*Information shown*
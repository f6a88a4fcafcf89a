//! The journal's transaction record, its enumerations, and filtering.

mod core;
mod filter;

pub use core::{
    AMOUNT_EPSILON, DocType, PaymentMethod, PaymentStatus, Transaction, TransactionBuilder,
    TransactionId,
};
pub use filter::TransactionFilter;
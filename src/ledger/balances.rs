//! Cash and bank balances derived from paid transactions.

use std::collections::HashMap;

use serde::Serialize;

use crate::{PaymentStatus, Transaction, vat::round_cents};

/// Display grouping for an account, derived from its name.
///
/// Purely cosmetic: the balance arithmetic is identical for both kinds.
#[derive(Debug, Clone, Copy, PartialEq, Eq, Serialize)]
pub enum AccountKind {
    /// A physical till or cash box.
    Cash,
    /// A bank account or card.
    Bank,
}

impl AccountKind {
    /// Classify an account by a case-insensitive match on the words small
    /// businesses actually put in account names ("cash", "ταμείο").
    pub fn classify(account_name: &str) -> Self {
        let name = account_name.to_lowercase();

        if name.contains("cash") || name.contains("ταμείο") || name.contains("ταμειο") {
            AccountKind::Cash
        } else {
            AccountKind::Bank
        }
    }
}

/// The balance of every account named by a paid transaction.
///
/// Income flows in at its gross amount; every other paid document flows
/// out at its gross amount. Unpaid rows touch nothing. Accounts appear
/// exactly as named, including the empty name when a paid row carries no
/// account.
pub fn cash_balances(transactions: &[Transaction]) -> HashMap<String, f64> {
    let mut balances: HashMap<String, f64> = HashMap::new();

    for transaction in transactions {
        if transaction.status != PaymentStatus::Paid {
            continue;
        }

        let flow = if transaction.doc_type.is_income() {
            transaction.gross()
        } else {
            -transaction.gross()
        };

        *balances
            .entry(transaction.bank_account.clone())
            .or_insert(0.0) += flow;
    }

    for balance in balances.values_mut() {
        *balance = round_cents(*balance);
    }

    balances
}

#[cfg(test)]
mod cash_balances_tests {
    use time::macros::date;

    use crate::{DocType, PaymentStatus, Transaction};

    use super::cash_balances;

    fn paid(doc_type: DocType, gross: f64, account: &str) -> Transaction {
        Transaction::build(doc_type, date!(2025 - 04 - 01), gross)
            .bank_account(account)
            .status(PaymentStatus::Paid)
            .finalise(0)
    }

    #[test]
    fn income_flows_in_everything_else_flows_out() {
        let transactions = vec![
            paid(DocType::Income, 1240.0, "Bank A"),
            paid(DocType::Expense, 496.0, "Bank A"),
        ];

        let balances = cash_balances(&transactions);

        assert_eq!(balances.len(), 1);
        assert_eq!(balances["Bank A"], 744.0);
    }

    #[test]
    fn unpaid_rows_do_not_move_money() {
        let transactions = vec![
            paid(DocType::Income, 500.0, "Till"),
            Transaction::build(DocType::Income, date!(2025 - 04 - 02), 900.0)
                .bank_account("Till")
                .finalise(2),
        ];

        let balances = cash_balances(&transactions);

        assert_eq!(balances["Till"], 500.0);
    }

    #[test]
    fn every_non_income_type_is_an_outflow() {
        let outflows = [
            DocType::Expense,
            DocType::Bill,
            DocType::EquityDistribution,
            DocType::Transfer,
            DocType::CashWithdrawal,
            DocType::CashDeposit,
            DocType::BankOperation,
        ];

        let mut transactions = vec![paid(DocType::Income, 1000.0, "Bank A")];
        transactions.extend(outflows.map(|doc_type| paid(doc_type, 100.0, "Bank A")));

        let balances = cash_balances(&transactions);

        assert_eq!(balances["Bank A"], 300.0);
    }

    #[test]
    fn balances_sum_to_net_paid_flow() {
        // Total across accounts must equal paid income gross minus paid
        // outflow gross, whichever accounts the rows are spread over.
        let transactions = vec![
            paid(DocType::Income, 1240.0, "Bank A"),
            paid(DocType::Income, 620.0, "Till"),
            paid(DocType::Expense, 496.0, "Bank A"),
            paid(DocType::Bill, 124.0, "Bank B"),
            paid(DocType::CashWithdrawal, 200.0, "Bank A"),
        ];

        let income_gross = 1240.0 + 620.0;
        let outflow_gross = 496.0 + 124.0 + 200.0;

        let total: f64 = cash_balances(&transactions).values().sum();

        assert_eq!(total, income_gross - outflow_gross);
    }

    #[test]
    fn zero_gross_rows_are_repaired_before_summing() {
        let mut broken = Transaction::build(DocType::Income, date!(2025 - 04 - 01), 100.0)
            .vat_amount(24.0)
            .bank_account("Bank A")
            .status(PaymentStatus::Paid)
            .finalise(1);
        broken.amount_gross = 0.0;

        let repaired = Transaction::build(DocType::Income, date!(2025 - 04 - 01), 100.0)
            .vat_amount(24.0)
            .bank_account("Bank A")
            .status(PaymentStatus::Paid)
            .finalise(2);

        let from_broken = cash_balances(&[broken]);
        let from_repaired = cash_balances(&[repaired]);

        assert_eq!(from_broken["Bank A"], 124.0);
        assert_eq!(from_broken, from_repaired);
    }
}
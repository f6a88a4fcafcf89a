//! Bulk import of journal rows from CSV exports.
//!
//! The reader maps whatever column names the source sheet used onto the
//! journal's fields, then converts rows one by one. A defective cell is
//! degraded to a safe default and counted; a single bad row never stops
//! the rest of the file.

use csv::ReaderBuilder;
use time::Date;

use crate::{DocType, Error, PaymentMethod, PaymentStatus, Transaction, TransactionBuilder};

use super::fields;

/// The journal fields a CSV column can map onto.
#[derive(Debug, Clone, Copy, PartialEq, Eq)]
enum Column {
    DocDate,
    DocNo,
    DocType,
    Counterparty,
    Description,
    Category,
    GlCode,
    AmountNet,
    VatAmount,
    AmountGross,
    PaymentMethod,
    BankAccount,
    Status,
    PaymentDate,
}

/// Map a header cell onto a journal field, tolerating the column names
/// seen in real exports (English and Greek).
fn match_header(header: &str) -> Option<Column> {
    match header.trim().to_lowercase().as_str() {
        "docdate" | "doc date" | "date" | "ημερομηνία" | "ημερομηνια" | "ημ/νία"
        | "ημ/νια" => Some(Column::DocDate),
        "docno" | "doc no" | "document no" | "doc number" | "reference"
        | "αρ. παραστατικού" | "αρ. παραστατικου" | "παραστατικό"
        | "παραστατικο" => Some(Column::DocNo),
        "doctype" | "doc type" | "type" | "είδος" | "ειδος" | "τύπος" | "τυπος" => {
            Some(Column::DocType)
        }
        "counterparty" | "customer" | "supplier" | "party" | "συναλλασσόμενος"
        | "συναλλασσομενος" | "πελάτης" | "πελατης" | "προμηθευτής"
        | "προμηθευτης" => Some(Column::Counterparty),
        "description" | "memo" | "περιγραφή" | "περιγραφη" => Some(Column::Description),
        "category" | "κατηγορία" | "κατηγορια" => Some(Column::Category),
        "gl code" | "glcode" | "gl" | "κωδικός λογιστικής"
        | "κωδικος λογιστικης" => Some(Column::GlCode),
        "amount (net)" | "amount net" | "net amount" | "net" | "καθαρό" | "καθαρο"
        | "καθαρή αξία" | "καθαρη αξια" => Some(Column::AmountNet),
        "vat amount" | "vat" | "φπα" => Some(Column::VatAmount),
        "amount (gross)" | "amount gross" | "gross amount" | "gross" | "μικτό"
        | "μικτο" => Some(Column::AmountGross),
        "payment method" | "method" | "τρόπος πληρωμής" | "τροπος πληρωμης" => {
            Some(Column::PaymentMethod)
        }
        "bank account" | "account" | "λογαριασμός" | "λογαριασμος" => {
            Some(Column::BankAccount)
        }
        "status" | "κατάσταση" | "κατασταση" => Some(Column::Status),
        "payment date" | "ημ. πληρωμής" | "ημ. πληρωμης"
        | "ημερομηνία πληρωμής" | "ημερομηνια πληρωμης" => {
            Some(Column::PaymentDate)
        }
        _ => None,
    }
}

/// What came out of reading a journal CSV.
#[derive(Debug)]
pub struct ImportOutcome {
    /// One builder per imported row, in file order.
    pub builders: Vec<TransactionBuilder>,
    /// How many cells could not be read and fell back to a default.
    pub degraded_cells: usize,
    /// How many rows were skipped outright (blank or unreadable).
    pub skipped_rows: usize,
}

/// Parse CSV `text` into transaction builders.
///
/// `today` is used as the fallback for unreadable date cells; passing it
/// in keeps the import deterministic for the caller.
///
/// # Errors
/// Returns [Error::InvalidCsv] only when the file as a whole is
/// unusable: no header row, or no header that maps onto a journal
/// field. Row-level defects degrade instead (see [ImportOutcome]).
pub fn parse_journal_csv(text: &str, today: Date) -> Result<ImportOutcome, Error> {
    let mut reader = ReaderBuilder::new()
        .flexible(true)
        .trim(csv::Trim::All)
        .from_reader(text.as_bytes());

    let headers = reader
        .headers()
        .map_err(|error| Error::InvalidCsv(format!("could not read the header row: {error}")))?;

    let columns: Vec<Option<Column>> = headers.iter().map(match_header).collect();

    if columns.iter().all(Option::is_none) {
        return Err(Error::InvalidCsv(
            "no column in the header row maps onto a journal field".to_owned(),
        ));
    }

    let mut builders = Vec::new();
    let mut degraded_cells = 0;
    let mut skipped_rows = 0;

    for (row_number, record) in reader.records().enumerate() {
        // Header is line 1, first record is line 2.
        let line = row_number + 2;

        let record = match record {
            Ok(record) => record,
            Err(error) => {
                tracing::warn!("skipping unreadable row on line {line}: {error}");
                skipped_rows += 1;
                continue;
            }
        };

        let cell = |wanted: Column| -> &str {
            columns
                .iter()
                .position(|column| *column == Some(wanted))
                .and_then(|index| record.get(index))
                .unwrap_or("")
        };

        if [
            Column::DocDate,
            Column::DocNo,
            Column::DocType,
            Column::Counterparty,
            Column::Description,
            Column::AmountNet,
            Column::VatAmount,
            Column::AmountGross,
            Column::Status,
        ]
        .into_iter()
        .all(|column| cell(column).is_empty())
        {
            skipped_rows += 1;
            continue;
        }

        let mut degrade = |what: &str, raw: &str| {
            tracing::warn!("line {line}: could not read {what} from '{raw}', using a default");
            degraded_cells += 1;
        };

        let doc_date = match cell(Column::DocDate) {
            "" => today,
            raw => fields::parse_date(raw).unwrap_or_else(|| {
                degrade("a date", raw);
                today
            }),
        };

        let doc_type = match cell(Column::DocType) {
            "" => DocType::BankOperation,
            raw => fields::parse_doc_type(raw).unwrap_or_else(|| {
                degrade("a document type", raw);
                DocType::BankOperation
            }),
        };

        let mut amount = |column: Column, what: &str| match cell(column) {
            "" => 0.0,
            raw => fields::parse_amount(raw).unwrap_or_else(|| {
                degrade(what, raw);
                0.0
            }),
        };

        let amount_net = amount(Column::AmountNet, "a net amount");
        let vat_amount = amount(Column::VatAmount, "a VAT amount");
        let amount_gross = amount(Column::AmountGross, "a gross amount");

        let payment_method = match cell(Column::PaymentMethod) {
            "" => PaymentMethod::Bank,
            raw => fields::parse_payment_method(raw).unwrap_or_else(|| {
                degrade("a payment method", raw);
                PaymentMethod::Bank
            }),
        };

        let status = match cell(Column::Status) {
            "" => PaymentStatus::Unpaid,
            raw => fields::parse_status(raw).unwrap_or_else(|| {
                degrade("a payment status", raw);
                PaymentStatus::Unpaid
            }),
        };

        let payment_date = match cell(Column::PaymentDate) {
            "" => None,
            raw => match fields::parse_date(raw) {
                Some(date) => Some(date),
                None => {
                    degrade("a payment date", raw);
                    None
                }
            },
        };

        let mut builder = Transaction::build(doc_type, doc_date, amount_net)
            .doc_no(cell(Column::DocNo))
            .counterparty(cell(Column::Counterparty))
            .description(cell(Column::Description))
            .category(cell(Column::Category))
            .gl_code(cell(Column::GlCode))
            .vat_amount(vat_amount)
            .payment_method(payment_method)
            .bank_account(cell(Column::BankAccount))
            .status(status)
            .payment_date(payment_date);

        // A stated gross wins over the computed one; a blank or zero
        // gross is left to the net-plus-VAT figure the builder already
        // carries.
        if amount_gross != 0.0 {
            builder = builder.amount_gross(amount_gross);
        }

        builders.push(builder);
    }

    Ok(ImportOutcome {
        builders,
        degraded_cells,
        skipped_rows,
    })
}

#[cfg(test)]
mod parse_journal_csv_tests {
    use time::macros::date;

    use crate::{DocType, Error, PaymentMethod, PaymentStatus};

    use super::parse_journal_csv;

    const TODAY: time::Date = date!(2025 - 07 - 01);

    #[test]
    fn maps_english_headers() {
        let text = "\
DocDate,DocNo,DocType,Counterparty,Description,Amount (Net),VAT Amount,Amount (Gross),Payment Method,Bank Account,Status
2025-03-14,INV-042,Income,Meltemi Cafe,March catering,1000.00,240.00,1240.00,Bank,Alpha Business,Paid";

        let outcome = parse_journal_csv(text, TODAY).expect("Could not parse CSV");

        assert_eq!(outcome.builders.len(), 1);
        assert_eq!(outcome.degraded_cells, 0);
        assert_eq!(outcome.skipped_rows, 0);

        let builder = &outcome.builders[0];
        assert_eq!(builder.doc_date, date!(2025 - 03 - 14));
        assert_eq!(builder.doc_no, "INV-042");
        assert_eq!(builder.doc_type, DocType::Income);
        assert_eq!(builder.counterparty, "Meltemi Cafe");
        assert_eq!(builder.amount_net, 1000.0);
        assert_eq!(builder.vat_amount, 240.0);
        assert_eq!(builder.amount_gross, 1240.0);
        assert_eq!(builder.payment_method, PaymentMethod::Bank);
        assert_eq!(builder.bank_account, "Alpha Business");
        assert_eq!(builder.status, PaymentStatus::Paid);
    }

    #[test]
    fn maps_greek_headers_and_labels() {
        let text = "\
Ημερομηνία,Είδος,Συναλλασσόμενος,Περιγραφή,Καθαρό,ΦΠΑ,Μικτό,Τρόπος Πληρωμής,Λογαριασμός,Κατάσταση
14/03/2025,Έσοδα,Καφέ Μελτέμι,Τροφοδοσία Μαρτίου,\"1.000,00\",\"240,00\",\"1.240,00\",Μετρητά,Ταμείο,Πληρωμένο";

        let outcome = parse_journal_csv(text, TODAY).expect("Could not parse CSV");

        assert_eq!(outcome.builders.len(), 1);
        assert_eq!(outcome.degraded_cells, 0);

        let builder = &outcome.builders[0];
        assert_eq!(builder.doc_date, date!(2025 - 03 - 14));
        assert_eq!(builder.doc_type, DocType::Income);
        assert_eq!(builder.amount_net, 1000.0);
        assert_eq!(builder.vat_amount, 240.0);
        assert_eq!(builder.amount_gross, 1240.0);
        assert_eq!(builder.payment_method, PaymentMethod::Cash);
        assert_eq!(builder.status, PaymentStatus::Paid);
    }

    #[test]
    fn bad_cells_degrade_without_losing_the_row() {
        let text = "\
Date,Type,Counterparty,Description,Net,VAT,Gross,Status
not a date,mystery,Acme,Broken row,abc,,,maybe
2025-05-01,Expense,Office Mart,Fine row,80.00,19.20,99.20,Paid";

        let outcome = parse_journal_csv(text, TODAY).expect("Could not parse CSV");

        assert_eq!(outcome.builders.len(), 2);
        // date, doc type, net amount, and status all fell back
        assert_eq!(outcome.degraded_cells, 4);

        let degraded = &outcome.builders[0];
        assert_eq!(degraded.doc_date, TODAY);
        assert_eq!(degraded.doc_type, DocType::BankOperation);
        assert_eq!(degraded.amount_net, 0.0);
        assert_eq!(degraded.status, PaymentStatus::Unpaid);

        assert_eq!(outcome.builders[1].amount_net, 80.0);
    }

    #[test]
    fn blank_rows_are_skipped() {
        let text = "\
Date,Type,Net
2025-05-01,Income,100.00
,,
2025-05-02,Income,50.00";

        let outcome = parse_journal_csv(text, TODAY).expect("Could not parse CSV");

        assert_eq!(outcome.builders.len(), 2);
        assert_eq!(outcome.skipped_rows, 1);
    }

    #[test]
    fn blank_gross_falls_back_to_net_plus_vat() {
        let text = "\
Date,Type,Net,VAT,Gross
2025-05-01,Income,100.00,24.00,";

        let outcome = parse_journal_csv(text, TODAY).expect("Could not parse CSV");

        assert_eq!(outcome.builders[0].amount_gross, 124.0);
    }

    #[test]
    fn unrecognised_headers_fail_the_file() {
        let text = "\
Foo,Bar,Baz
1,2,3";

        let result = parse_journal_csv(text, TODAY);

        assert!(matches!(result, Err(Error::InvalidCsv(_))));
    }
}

*What to work on*
Out of the records above, pick each line that contains the string "crate".

*Answer to this exercise*
use crate::{PaymentStatus, Transaction, vat::round_cents};
    use crate::{DocType, PaymentStatus, Transaction};
use crate::{DocType, Error, PaymentMethod, PaymentStatus, Transaction, TransactionBuilder};
    use crate::{DocType, Error, PaymentMethod, PaymentStatus};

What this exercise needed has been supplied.